=== Task data ===
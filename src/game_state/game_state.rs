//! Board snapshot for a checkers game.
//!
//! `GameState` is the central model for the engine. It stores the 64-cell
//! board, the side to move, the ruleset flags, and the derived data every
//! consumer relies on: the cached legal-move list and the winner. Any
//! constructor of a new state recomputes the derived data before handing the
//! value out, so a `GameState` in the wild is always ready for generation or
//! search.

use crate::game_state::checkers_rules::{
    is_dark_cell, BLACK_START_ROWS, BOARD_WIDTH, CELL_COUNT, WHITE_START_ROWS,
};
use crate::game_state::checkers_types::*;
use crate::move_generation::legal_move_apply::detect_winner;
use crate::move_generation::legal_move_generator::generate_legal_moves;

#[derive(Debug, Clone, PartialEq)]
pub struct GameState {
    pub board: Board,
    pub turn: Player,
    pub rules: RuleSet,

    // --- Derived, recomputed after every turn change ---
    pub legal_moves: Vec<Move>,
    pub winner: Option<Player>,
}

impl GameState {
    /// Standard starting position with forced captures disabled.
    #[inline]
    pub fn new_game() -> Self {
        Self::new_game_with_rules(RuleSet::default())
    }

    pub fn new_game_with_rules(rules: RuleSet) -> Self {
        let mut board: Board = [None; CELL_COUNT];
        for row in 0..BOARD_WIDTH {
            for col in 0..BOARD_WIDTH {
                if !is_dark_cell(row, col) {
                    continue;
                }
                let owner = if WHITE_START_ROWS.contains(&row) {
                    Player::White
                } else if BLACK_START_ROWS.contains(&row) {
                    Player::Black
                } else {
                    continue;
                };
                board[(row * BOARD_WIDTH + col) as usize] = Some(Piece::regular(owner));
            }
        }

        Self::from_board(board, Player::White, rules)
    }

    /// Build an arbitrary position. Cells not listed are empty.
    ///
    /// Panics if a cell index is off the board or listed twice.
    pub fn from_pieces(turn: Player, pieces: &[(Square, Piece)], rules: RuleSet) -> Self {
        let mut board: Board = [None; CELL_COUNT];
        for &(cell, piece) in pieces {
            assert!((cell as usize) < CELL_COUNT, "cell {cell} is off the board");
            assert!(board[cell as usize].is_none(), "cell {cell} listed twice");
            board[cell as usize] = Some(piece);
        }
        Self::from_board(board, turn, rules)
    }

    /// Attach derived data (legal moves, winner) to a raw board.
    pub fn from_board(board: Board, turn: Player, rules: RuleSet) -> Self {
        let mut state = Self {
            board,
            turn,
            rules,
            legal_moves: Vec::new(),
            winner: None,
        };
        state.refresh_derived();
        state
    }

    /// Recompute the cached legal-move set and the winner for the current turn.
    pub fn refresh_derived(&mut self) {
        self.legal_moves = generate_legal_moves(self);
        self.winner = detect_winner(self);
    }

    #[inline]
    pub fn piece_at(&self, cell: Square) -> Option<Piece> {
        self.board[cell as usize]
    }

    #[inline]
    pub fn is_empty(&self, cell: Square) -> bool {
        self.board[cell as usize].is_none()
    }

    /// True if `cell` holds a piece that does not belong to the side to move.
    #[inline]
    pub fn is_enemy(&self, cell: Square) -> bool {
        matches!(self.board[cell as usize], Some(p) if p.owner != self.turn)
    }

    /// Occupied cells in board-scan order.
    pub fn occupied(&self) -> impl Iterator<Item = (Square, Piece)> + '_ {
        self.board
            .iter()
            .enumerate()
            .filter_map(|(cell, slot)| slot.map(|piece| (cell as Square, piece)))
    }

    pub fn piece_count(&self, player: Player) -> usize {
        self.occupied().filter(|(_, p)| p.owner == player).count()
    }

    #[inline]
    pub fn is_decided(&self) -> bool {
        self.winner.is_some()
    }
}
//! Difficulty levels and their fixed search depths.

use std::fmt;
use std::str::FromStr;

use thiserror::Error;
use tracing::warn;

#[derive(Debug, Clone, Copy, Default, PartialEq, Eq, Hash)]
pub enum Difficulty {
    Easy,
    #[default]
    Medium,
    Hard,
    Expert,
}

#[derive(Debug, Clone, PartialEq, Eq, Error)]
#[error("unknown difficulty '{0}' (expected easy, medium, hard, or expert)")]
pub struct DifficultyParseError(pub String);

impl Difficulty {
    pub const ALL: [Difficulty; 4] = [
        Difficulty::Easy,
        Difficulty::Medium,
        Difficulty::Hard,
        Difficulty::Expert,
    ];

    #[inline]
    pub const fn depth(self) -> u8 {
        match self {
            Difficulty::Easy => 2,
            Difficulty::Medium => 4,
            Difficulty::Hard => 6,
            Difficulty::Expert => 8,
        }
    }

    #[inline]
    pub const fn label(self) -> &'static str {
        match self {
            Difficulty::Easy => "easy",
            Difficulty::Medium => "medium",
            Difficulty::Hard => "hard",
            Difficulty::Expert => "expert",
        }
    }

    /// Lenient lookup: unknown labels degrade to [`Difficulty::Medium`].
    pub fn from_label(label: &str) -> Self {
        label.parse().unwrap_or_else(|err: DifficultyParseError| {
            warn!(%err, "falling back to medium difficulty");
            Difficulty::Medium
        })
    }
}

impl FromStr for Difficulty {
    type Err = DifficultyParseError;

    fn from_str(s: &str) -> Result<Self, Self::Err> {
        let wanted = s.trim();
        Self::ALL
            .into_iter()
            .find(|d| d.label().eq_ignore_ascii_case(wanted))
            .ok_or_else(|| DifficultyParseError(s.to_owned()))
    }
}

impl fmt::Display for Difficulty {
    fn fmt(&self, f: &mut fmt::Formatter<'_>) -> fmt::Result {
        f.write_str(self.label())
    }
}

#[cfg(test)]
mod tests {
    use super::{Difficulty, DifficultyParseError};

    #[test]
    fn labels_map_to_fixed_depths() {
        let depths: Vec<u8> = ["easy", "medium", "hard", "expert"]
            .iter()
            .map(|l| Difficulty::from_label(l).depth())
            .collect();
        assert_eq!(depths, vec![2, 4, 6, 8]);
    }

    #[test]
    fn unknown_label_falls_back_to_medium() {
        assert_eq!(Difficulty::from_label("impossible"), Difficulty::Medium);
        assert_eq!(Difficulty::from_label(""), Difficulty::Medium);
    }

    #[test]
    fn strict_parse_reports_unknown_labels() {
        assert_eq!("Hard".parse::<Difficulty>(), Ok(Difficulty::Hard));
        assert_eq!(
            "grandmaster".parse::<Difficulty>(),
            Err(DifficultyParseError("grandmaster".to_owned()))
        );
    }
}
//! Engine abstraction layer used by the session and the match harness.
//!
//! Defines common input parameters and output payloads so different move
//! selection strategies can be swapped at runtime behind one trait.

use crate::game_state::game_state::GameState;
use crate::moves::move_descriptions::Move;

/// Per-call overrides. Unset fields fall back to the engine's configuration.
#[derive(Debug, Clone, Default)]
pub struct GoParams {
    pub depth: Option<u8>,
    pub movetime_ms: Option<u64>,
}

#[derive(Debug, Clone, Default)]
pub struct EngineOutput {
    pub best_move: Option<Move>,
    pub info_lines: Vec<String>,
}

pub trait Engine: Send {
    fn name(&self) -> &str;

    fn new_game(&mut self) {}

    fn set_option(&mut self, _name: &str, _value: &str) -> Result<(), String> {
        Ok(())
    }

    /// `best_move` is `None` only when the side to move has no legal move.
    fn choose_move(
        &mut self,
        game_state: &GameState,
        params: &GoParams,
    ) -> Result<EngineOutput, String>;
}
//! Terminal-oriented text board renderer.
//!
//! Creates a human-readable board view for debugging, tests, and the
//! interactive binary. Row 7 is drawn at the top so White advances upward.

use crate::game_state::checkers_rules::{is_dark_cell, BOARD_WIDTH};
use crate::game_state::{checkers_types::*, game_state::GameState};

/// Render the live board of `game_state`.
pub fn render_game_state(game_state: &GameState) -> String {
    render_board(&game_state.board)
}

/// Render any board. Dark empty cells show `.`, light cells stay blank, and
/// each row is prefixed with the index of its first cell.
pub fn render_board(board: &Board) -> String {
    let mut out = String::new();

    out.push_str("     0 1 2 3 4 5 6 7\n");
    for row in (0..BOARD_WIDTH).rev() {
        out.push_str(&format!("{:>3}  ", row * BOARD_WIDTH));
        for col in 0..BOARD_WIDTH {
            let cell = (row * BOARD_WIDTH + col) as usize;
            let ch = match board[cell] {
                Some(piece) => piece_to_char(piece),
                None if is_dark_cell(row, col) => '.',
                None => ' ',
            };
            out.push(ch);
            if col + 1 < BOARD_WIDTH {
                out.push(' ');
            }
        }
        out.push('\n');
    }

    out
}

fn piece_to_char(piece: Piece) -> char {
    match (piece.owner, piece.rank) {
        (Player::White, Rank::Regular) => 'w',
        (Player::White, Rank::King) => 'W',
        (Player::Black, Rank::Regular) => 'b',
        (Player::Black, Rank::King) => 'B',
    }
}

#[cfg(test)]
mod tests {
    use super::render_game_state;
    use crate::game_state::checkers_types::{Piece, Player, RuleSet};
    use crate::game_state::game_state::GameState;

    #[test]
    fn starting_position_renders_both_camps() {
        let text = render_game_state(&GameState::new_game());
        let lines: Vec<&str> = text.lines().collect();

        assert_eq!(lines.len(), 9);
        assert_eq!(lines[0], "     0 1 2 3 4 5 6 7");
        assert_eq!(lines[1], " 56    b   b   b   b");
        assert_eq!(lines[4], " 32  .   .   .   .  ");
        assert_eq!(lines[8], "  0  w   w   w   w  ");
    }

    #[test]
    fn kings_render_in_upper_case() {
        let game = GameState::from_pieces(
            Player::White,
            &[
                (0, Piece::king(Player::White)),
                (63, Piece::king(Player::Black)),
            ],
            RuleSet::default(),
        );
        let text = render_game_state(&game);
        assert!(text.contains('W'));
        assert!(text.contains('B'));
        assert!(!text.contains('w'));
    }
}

=== Task directions ===
Your task is to copy every line in the entries that holds the string "EngineOutput".

=== Response below ===
pub struct EngineOutput {
    ) -> Result<EngineOutput, String>;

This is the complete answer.